#### Supplied information ####

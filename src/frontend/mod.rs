pub mod lexer;
pub mod parser;
pub mod parser_error;
pub mod preprocessor;
pub mod str_pool;
pub mod token;
pub mod token_dumper;
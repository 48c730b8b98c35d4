use tracing::{debug, error, instrument, trace};

use crate::bytecode::Op;
use crate::bytecode::assembly::Assembly;
use crate::lang::types::WORD_SIZE;
use crate::runtime::bindings::NativeBindings;
use crate::runtime::fun_callback::{
    CallbackError, FunCallbackContext, PropertyAccess, PropertyCallbackContext,
};
use crate::runtime::runtime_error::{
    RuntimeError, VmError, bad_address, division_by_zero, index_out_of_bounds, stack_underflow,
};
use crate::runtime::state::{BsVmState, Frame};

/// Configuration for the VM
#[derive(Debug, Clone)]
pub struct VmConfig {
    /// Maximum call frames (default: 1024)
    pub max_call_depth: usize,
    /// Maximum operand stack depth in words (default: 65536)
    pub max_stack_words: usize,
    /// Maximum ops per `run` or `execute_function` (None = unlimited)
    pub max_steps: Option<usize>,
    /// RAM grows in pages of this many bytes (default: 512)
    pub ram_page_size: usize,
    /// Hard RAM ceiling (default: 16 MiB)
    pub max_ram_bytes: usize,
}

impl Default for VmConfig {
    fn default() -> Self {
        VmConfig {
            max_call_depth: 1024,
            max_stack_words: 64 * 1024,
            max_steps: None,
            ram_page_size: 512,
            max_ram_bytes: 16 * 1024 * 1024,
        }
    }
}

/// Executes one assembly against any number of states. The VM itself holds
/// no mutable data; everything a run changes lives in [`BsVmState`].
pub struct BsVm<'a> {
    assembly: &'a Assembly,
    bindings: &'a NativeBindings,
    config: VmConfig,
}

pub(crate) fn words_to_bytes(words: &[u32]) -> Vec<u8> {
    words.iter().flat_map(|w| w.to_le_bytes()).collect()
}

pub(crate) fn bytes_to_words(bytes: &[u8]) -> Vec<u32> {
    bytes
        .chunks(4)
        .map(|c| {
            let mut w = [0u8; 4];
            w[..c.len()].copy_from_slice(c);
            u32::from_le_bytes(w)
        })
        .collect()
}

####

### Task goal
What this exercise asks for is every line of the data above with the word "BsVmState".

### Answer section
use crate::runtime::state::{BsVmState, Frame};
/// no mutable data; everything a run changes lives in [`BsVmState`].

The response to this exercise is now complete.